Record high ambulance ramping: “Our public hospitals are at breaking point”


Record-breaking ambulance ramping in Perth, a delay in elective surgeries in WA due to overwhelming demand, disturbing incidences of hospitals unable to cope across the country, questions raised in the Senate estimates, and stories coming from NSW Parliament’s inquiry into hospital services in rural and regional areas, has forced the issue on to the national agenda.

The AMA says the National Cabinet must urgently move to shared 50/50 Commonwealth State funding for public hospitals, and remove the artificial cap that stops our system meeting community demand.

“We need funding so patients are cared for in beds, not trapped in the back of ramped ambulances.

“Our hospital performance continues to decline. Prior to the pandemic Australians were waiting 41 days for elective surgery – 8 days longer than in 2008-09.

“We’ve got the lowest rate of beds per 1,000 people over the age of 65 years. It’s declined 26 years in a row.

“Emergency department performance, as outlined in the AMA’s Public Hospital Report Card, has also declined in recent years.

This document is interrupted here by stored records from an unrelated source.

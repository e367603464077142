use super::{ijk, tensor};
use crate::equals::equals;
use crate::expr::IndexExpr;
use crate::index_var::IndexVar;

#[test]
fn test_undefined_equality() {
    let a = tensor("a", &[]).access([]).unwrap();

    assert!(equals(&IndexExpr::undefined(), &IndexExpr::undefined()));
    assert!(!equals(&a.clone().into(), &IndexExpr::undefined()));
    assert!(!equals(&IndexExpr::undefined(), &a.into()));
}

#[test]
fn test_access_equality_is_by_entity() {
    let (i, j, _) = ijk();
    let a = tensor("A", &[4, 4]);

    let first: IndexExpr = a.access([&i, &j]).unwrap().into();
    let second: IndexExpr = a.access([&i, &j]).unwrap().into();
    assert!(equals(&first, &second));
    assert!(!first.ptr_eq(&second));

    let transposed: IndexExpr = a.access([&j, &i]).unwrap().into();
    assert!(!equals(&first, &transposed));

    // Same name, different entity.
    let other = tensor("A", &[4, 4]);
    assert!(!equals(&first, &other.access([&i, &j]).unwrap().into()));

    // Same name, different variable.
    let i2 = IndexVar::named("i");
    assert!(!equals(&first, &a.access([&i2, &j]).unwrap().into()));
}

#[test]
fn test_binary_equality_is_order_sensitive() {
    let (i, _, _) = ijk();
    let a = tensor("A", &[4]).access([&i]).unwrap();
    let b = tensor("B", &[4]).access([&i]).unwrap();

    assert!(equals(&(&a + &b), &(&a + &b)));
    assert!(!equals(&(&a + &b), &(&b + &a)));
    assert!(equals(&(&a + &a), &(&a + &a)));
    assert!(!equals(&(&a + &b), &(&a * &b)));
    assert!(!equals(&(&a + &b), &(&a).into()));
}

#[test]
fn test_unary_equality() {
    let a = tensor("a", &[]).access([]).unwrap();
    let b = tensor("b", &[]).access([]).unwrap();

    assert!(equals(&-&a, &-&a));
    assert!(!equals(&-&a, &-&b));
    assert!(!equals(&-&a, &IndexExpr::from(&a).sqrt()));
}

#[test]
fn test_immediate_equality() {
    assert!(equals(&IndexExpr::int(1), &IndexExpr::int(1)));
    assert!(!equals(&IndexExpr::int(1), &IndexExpr::int(2)));
    assert!(!equals(&IndexExpr::int(1), &IndexExpr::uint(1)));
    assert!(!equals(&IndexExpr::int(1), &IndexExpr::float(1.0)));
    assert!(equals(&IndexExpr::float(f64::NAN), &IndexExpr::float(f64::NAN)));
    assert!(!equals(&IndexExpr::float(0.0), &IndexExpr::float(-0.0)));
    assert!(equals(&IndexExpr::complex(1.0, 2.0), &IndexExpr::complex(1.0, 2.0)));
    assert!(!equals(&IndexExpr::complex(1.0, 2.0), &IndexExpr::complex(2.0, 1.0)));
}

“National Cabinet should take this opportunity to urgently reform public hospital funding because hospitals are not just a ‘State’ issue, nor a ‘Federal’ issue – they are a ‘National’ issue. It requires national leadership and we need the Prime Minister and Premiers, and all Health ministers, to work together.

Furthermore, under the National Health Reform Agreement, the Commonwealth caps its increased contribution to public hospitals to 6.5% growth year on year, which limits the ability of states to respond to demand.

The AMA says while the current activity-based funding model has achieved some positive outcomes, such as improved transparency and efficiency, it was designed to work alongside other funding mechanisms, including funding to improve performance and expand capacity.


Dr Khorshid said, “Our public hospitals are suffering, more than ever, we need to fund them to be better, not just busier with funding that helps them improve – not one that penalises them when they fail.

“Australians when waiting with a sick child or family member don’t care about funding models or which level of bureaucracy is responsible, they care that there are enough doctors, nurses and beds to give them the emergency care they need, at the time they need it.

“And doctors are sick of hearing about ‘record’ funding – AMA’s own analysis shows the current mechanism has literally stripped away billions in funding – just from inadequate indexation and caps on funding.

“We rose to the challenge of COVID. We need to rise to the challenge facing our hospitals with the same sense of urgency.”